Our investigation also revealed a high risk of bias in a large portion of RCTs. Following evaluation by the Cochrane Risk of Bias 2.0 Tool, 16 of the 30 RCTs (53.3%) were found to be at high risk of bias. High risk of bias was most frequently due to the selection in the reported result (30.0%) followed by deviations from expected interventions (20.0%). Selective reporting bias in research has been shown to contribute to misleading information and recommendations that are based off faulty evidence [12]. Preconceived notions or an interest in showing benefit of a particular intervention may lead researchers to selectively report on outcome measurements that are favorable to the intervention [6]. Our assessment of risk of bias emphasizes the importance of carefully examining RCTs for bias before clinical trial interventions are implemented into practice.
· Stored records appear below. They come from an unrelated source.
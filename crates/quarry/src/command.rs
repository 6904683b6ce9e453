use crate::Db;

use quarry_core::{
    driver::{ResultMode, Response},
    stmt::{normalize_param_name, Params, Row, Value},
    Error, Result,
};

/// A SQL statement bound to a database handle.
///
/// `{{table}}` and `[[column]]` templates are expanded when the command is
/// created, so [`Command::sql`] returns the text the driver receives.
#[derive(Debug, Clone)]
pub struct Command {
    db: Db,
    sql: String,
    params: Params,
}

impl Command {
    pub(crate) fn new(db: Db, sql: &str, params: Params) -> Command {
        let sql = db.dialect().quote_sql(sql);
        Command { db, sql, params }
    }

    pub fn sql(&self) -> &str {
        &self.sql
    }

    pub fn params(&self) -> &Params {
        &self.params
    }

    pub fn bind_value(mut self, name: impl Into<String>, value: impl Into<Value>) -> Command {
        self.params
            .insert(normalize_param_name(name.into()), value.into());
        self
    }

    pub fn bind_values<K, V>(mut self, values: impl IntoIterator<Item = (K, V)>) -> Command
    where
        K: Into<String>,
        V: Into<Value>,
    {
        for (name, value) in values {
            self.params
                .insert(normalize_param_name(name.into()), value.into());
        }
        self
    }

    /// The SQL with every placeholder replaced by its quoted value. Only
    /// meant for display; never execute the result.
    pub fn raw_sql(&self) -> String {
        let dialect = self.db.dialect();
        let mut names = self.params.keys().collect::<Vec<_>>();
        // `:qp1` must not be replaced inside `:qp10`
        names.sort_by_key(|name| std::cmp::Reverse(name.len()));

        let mut sql = self.sql.clone();
        for name in names {
            let literal = match &self.params[name] {
                Value::Null => "NULL".to_string(),
                Value::Bool(v) => (*v as u8).to_string(),
                Value::I64(v) => v.to_string(),
                Value::U64(v) => v.to_string(),
                Value::F64(v) => v.to_string(),
                value => dialect.quote_value(&value.to_key()),
            };
            sql = sql.replace(name.as_str(), &literal);
        }
        sql
    }

    pub async fn query_all(&self) -> Result<Vec<Row>> {
        self.run(ResultMode::All).await?.into_rows()
    }

    pub async fn query_one(&self) -> Result<Option<Row>> {
        let rows = self.run(ResultMode::One).await?.into_rows()?;
        Ok(rows.into_iter().next())
    }

    /// First column of the first row. `None` when there are no rows.
    pub async fn query_scalar(&self) -> Result<Option<Value>> {
        let rows = self.run(ResultMode::Scalar).await?.into_rows()?;
        Ok(rows
            .into_iter()
            .next()
            .map(|row| row.into_values().next().unwrap_or(Value::Null)))
    }

    pub async fn query_column(&self) -> Result<Vec<Value>> {
        let rows = self.run(ResultMode::Column).await?.into_rows()?;
        Ok(rows
            .into_iter()
            .filter_map(|row| row.into_values().next())
            .collect())
    }

    /// Run a statement that produces no rows; returns the affected row count.
    pub async fn execute(&self) -> Result<u64> {
        self.run(ResultMode::Execute).await?.into_count()
    }

    /// Run a write statement and return the full driver response, which
    /// carries the last insert id.
    pub async fn execute_response(&self) -> Result<Response> {
        self.run(ResultMode::Execute).await
    }

    async fn run(&self, mode: ResultMode) -> Result<Response> {
        if self.sql.trim().is_empty() {
            return Err(Error::invalid_condition(
                "cannot execute an empty SQL statement",
            ));
        }

        tracing::debug!(sql = %self.sql, ?mode, "executing statement");
        if self.db.log_params() {
            tracing::trace!(params = ?self.params, "statement params");
        }

        self.db
            .driver()
            .execute(&self.sql, &self.params, mode)
            .await
            .map_err(|err| Error::sql_execution(self.sql.clone(), err))
    }
}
The main limitation to our study is that the results may not be generalizable to all 133 RCTs from the guideline. The inclusion criteria for the fragility arm allowed evaluation of only 30 of 133 RCTs. Due to the nature of the fragility analysis, this limitation was unavoidable. Despite this limitation, our results show that analyzing studies for fragility and ROB will help authors provide the best recommendations from the available data.

Conclusion

Making clinical decisions affects patients and as such it is crucial that practitioners have confidence in the recommendations in clinical practice guidelines. It is understood that readers should not rely on any one particular value, however we advocate for an exhaustive approach when evaluating RCTs and their contribution to CPGs. Inclusion of the FI, FQ, and ROB for RCTs that provide the evidence for CPGs would improve the confidence in the data and recommendations. Based on our investigation, it is clear that RCTs in the ACG Bowel Preparation guidelines exhibit moderate fragility and a relatively high risk of bias and this should be taken into account when implementing these recommendations into clinical practice.